Andrew, great to be in conversation with you.
Good to see you.
A lot to talk about all kinds of things happening internationally.
But let's begin here at Canada.
Some big stories coming out of Alberta since we last caught up with you.
Let's start with what looks to be an imminent announcement on a pipeline memorandum of understanding between the federal government and Alberta.
that seems to provide Premier Daniel Smith with her big ask,
which is to build a pipeline from Alberta through British Columbia to Western Tidewater.
What do you make of this?
And maybe it would be helpful for our audience just to calibrate where we're actually at
in what could be, I expect, Andrew, a long process ahead of us before this is all ultimately.

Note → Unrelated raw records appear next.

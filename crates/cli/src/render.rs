#![allow(clippy::format_push_string)]
#![allow(clippy::uninlined_format_args)]

//! Text rendering of estimates and simulation results.

use electcast_core::{wilson_ci, CandidatePair, ElectoralMap, EstimateSet, Side};
use electcast_sim::SimulationSummary;
use std::collections::BTreeMap;

/// Display range for the per-region lean gauge, in points of differential.
const LEAN_DISPLAY_RANGE: f64 = 30.0;
/// Width of the mean-electoral-votes bars.
const BAR_WIDTH: f64 = 40.0;
/// Cells in a lean gauge strip.
const GAUGE_CELLS: usize = 21;

/// Clamps a differential to the display range and rescales it to [0, 1]
/// (0 = strongest lean to candidate B, 1 = strongest lean to candidate A).
#[must_use]
pub fn lean_intensity(differential: f64) -> f64 {
    let capped = differential.clamp(-LEAN_DISPLAY_RANGE, LEAN_DISPLAY_RANGE);
    (capped + LEAN_DISPLAY_RANGE) / (2.0 * LEAN_DISPLAY_RANGE)
}

fn lean_gauge(differential: f64) -> String {
    let marker = (lean_intensity(differential) * (GAUGE_CELLS - 1) as f64).round() as usize;
    (0..GAUGE_CELLS)
        .map(|cell| {
            if cell == marker {
                '●'
            } else if cell == GAUGE_CELLS / 2 {
                '┼'
            } else {
                '─'
            }
        })
        .collect()
}

pub struct SummaryFormatter;

impl SummaryFormatter {
    #[must_use]
    pub fn format(pair: &CandidatePair, summary: &SimulationSummary, map: &ElectoralMap) -> String {
        let mut output = String::new();
        let total = f64::from(map.total());

        output.push('\n');
        output.push_str("═══════════════════════════════════════════════════════════════\n");
        output.push_str("                    FORECAST RESULTS                           \n");
        output.push_str("═══════════════════════════════════════════════════════════════\n");
        output.push('\n');

        output.push_str("Win Probability\n");
        output.push_str("───────────────────────────────────────────────────────────────\n");
        for side in [Side::A, Side::B] {
            let (ci_lower, ci_upper) = wilson_ci(summary.wins(side), summary.trials, 1.96);
            output.push_str(&format!(
                "{:<22} {:>6.1}%   [{:.1}%, {:.1}%]\n",
                pair.name(side),
                summary.win_probability(side) * 100.0,
                ci_lower * 100.0,
                ci_upper * 100.0
            ));
        }
        if summary.tie_probability > 0.0 {
            output.push_str(&format!(
                "{:<22} {:>6.1}%\n",
                "No majority",
                summary.tie_probability * 100.0
            ));
        }
        output.push('\n');

        output.push_str("Mean Electoral Votes\n");
        output.push_str("───────────────────────────────────────────────────────────────\n");
        for side in [Side::A, Side::B] {
            let votes = summary.mean_votes(side);
            let bar_len = (votes / total * BAR_WIDTH).round() as usize;
            output.push_str(&format!(
                "{:<22} {:<40} {:>6.1}\n",
                pair.name(side),
                "█".repeat(bar_len),
                votes
            ));
        }
        output.push('\n');

        output.push_str(&format!(
            "Trials:                {}   (majority threshold {} of {})\n",
            summary.trials,
            map.majority_threshold(),
            map.total()
        ));

        output
    }
}

pub struct EstimateTableFormatter;

impl EstimateTableFormatter {
    #[must_use]
    pub fn format(
        estimates: &EstimateSet,
        map: &ElectoralMap,
        codes: &BTreeMap<&str, &str>,
        pair: &CandidatePair,
    ) -> String {
        let mut output = String::new();

        output.push('\n');
        output.push_str(&format!(
            "{:<22} {:<4} {:>8}  {:<21} {:<22} {:>4}\n",
            "Region", "Code", "Diff", "Lean", "Projected Winner", "EV"
        ));
        output.push_str("───────────────────────────────────────────────────────────────────────────────────────\n");

        for (region, estimate) in estimates {
            let code = codes.get(region.as_str()).copied().unwrap_or("");
            let votes = map
                .votes(region)
                .map_or_else(|| "-".to_string(), |v| v.to_string());
            output.push_str(&format!(
                "{:<22} {:<4} {:>+8.2}  {:<21} {:<22} {:>4}\n",
                region,
                code,
                estimate.differential,
                lean_gauge(estimate.differential),
                pair.name(estimate.projected_winner),
                votes
            ));
        }

        output
    }
}

pub struct HistoryFormatter;

impl HistoryFormatter {
    #[must_use]
    pub fn format(records: &[electcast_data::RunRecord]) -> String {
        let mut output = String::new();

        output.push('\n');
        output.push_str(&format!(
            "{:<22} {:>8} {:>8} {:>6} {:>8} {:>8} {:>8}\n",
            "Timestamp", "P(A)", "P(B)", "P(tie)", "EV(A)", "EV(B)", "Trials"
        ));
        output.push_str("───────────────────────────────────────────────────────────────────────────\n");

        for record in records {
            output.push_str(&format!(
                "{:<22} {:>7.1}% {:>7.1}% {:>5.1}% {:>8.1} {:>8.1} {:>8}\n",
                record.timestamp.format("%Y-%m-%d %H:%M:%S"),
                record.win_probability_a * 100.0,
                record.win_probability_b * 100.0,
                record.tie_probability * 100.0,
                record.mean_votes_a,
                record.mean_votes_b,
                record.trials
            ));
        }

        output
    }
}

#[cfg(test)]
mod tests {
    use super::*;
    use electcast_core::RegionEstimate;

    #[test]
    fn lean_intensity_centers_and_clamps() {
        assert!((lean_intensity(0.0) - 0.5).abs() < f64::EPSILON);
        assert!((lean_intensity(30.0) - 1.0).abs() < f64::EPSILON);
        assert!((lean_intensity(-30.0) - 0.0).abs() < f64::EPSILON);
        // Beyond the display range the gauge saturates.
        assert!((lean_intensity(55.0) - 1.0).abs() < f64::EPSILON);
        assert!((lean_intensity(-55.0) - 0.0).abs() < f64::EPSILON);
    }

    #[test]
    fn summary_formatter_names_both_candidates() {
        let pair = CandidatePair::new("Alpha", "Beta");
        let map = ElectoralMap::from_iter([("North", 5u32), ("South", 5)]);
        let summary = SimulationSummary {
            win_probability_a: 0.7,
            win_probability_b: 0.3,
            tie_probability: 0.0,
            mean_votes_a: 6.2,
            mean_votes_b: 3.8,
            trials: 1000,
        };

        let text = SummaryFormatter::format(&pair, &summary, &map);

        assert!(text.contains("Alpha"));
        assert!(text.contains("Beta"));
        assert!(text.contains("70.0%"));
        assert!(text.contains("threshold 6 of 10"));
        assert!(!text.contains("No majority"));
    }

    #[test]
    fn summary_formatter_reports_reachable_ties() {
        let pair = CandidatePair::new("Alpha", "Beta");
        let map = ElectoralMap::from_iter([("North", 5u32), ("South", 5)]);
        let summary = SimulationSummary {
            win_probability_a: 0.5,
            win_probability_b: 0.4,
            tie_probability: 0.1,
            mean_votes_a: 5.1,
            mean_votes_b: 4.9,
            trials: 1000,
        };

        let text = SummaryFormatter::format(&pair, &summary, &map);

        assert!(text.contains("No majority"));
    }

    #[test]
    fn estimate_table_lists_each_region_once() {
        let pair = CandidatePair::new("Alpha", "Beta");
        let map = ElectoralMap::from_iter([("North", 5u32)]);
        let mut estimates = EstimateSet::new();
        estimates.insert(
            "North".to_string(),
            RegionEstimate::from_support("North", 52.0, 44.0),
        );
        let codes = BTreeMap::from([("North", "NO")]);

        let text = EstimateTableFormatter::format(&estimates, &map, &codes, &pair);

        assert_eq!(text.matches("North").count(), 1);
        assert!(text.contains("+8.00"));
        assert!(text.contains("NO"));
    }
}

sorted at. Yeah, I mean, to say to build a pipeline is maybe a little bit premature. There's so
many steps still to, they'd have to get through in terms of getting it through BC in terms of
past the objections of the British Columbia government. Oh, they don't have any legal power. They
have nevertheless power to make trouble dealing with indigenous issues, dealing with
environmental concerns. So it's, we'll have to see exactly the term, but I would imagine
it's an agreement in principle. It's an agreement that the feds are not going to object to,
to a pipeline.
I think there's also a lot of concerns about
is the pipeline actually needed at this stage.
You could probably, in the short term,
adjust, address capacity concerns
by simply expanding the capacity of the trans-mountain pipeline,
but arguably in the longer term,
they're going to need that capacity,
and we'll see when that eventuality comes.
And then, of course, getting it built
is a long process as well.
But the pipelines require
such symbolic importance in Alberta
that it's certainly a watershed if we do in fact see that kind of deal.
I think also the thing I like about it is both sides putting some water in their wine
in terms of their own policies.
And for once it looks like to the good.
So the feds, it looks like, will drop their emissions cap, which was never a good policy.
But in return, Alberta will have a tighter industrial carbon price, which is good policy.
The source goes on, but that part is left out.